Records contained in a dataset:
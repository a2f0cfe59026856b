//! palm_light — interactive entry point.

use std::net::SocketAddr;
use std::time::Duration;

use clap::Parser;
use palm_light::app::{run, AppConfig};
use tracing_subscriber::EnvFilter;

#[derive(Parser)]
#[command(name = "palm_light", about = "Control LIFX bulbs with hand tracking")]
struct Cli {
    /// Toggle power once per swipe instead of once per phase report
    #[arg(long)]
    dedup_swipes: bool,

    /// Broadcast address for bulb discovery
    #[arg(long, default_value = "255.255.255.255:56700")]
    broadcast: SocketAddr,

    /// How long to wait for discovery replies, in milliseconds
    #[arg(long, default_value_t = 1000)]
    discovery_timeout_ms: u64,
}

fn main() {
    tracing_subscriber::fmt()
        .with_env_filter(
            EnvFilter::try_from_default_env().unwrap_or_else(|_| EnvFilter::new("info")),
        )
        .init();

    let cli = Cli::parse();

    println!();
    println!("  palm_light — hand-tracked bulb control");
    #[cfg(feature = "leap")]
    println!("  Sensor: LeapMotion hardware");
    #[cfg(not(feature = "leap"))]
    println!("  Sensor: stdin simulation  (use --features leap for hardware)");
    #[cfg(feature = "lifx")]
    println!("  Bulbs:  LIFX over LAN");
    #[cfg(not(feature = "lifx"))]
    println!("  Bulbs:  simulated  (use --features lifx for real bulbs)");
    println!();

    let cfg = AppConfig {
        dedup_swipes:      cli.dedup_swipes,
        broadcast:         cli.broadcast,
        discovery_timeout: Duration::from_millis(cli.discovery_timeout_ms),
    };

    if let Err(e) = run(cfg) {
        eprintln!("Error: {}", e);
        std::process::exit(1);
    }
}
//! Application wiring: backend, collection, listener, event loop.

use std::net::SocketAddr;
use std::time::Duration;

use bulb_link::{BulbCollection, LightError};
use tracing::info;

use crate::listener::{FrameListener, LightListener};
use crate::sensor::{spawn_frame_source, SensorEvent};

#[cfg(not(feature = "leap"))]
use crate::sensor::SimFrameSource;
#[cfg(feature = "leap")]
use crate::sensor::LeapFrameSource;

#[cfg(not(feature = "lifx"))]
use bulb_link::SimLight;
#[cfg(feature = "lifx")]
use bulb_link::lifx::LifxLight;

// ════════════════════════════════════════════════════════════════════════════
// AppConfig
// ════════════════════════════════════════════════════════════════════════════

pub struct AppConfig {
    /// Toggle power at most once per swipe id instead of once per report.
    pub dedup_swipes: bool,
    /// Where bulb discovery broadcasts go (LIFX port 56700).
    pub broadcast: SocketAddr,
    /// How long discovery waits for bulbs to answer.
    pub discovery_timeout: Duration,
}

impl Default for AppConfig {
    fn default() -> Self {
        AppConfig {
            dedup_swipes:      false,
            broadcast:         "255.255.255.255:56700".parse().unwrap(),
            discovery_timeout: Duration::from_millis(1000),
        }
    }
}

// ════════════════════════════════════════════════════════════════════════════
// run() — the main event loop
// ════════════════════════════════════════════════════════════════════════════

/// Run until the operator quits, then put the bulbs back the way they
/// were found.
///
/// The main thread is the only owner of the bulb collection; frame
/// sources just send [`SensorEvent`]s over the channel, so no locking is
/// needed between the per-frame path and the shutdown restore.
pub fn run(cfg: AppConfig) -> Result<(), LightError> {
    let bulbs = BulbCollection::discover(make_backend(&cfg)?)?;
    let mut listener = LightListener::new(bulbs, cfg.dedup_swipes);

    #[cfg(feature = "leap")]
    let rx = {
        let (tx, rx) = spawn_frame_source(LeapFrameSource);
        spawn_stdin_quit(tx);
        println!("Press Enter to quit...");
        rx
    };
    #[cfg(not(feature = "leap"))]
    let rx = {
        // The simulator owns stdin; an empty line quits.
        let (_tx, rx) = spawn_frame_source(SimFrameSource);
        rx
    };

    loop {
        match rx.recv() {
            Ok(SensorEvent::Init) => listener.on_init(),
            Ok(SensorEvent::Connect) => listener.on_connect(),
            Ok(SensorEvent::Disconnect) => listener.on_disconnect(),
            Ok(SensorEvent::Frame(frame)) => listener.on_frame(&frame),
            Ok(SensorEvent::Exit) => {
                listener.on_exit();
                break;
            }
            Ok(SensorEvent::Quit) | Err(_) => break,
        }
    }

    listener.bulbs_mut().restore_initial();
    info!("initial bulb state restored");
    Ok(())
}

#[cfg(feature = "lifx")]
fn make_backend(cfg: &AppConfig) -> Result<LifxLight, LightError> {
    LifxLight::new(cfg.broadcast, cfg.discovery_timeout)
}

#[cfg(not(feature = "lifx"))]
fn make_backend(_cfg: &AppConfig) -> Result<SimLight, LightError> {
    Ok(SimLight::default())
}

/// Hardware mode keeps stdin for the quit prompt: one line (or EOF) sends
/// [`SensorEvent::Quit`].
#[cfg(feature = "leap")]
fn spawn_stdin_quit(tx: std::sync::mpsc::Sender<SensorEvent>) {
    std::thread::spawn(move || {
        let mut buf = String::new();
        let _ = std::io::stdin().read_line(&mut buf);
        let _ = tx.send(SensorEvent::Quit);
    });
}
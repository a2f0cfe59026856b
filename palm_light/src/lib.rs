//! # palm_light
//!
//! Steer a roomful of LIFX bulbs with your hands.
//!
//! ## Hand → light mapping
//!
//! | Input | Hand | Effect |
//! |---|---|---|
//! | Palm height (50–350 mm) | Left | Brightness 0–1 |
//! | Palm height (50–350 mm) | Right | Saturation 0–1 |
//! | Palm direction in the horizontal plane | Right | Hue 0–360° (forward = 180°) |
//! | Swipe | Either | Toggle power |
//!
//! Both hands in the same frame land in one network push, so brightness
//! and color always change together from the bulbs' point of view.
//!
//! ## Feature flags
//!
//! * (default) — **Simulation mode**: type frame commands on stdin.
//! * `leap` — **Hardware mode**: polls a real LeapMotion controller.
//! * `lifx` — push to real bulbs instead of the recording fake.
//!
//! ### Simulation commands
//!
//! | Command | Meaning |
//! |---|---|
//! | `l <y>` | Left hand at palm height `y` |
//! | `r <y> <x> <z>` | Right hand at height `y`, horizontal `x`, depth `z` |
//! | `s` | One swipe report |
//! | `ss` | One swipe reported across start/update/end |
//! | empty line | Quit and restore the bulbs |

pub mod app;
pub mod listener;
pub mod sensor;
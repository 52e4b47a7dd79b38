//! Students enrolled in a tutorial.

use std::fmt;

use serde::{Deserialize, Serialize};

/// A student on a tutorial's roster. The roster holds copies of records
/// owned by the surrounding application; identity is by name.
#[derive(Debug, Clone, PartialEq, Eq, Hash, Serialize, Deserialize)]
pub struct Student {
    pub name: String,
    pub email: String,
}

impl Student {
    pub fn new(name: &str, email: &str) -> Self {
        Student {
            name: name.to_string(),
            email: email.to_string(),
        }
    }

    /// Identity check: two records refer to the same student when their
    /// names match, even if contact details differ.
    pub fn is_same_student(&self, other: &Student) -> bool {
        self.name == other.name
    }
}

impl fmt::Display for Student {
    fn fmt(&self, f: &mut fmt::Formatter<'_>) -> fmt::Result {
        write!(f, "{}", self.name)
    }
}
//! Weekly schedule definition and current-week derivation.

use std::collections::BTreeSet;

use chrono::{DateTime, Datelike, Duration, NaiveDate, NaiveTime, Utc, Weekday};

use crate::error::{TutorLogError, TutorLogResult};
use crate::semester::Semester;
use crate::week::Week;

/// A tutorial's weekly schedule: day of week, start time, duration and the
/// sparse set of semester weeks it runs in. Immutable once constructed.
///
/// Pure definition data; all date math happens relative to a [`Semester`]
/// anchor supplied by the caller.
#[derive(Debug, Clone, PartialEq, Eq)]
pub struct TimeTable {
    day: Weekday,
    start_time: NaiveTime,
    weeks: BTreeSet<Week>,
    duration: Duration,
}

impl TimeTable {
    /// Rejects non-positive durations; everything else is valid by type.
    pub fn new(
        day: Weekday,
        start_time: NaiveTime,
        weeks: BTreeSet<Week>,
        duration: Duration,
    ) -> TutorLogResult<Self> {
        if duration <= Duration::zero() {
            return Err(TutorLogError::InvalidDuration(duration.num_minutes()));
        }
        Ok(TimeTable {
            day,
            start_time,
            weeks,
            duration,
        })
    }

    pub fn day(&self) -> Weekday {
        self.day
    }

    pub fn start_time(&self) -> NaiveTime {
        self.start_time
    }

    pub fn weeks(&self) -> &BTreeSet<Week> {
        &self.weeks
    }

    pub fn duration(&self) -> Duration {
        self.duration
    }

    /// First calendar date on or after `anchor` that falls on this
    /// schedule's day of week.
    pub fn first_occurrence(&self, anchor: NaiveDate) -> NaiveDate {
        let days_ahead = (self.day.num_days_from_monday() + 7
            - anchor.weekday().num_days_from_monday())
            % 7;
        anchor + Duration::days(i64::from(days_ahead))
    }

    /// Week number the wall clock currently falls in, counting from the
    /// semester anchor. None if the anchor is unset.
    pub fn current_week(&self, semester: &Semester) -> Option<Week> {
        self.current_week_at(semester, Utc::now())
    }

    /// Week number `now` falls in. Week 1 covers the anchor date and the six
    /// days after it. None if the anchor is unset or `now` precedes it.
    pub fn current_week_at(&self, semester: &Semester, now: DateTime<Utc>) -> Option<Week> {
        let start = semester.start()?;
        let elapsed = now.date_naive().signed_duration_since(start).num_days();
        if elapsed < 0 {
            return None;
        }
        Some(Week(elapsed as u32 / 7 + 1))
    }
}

• _Your instructions_: A single number is the answer: how many lines in the records above contain the word "once".

• _Answer space_: 3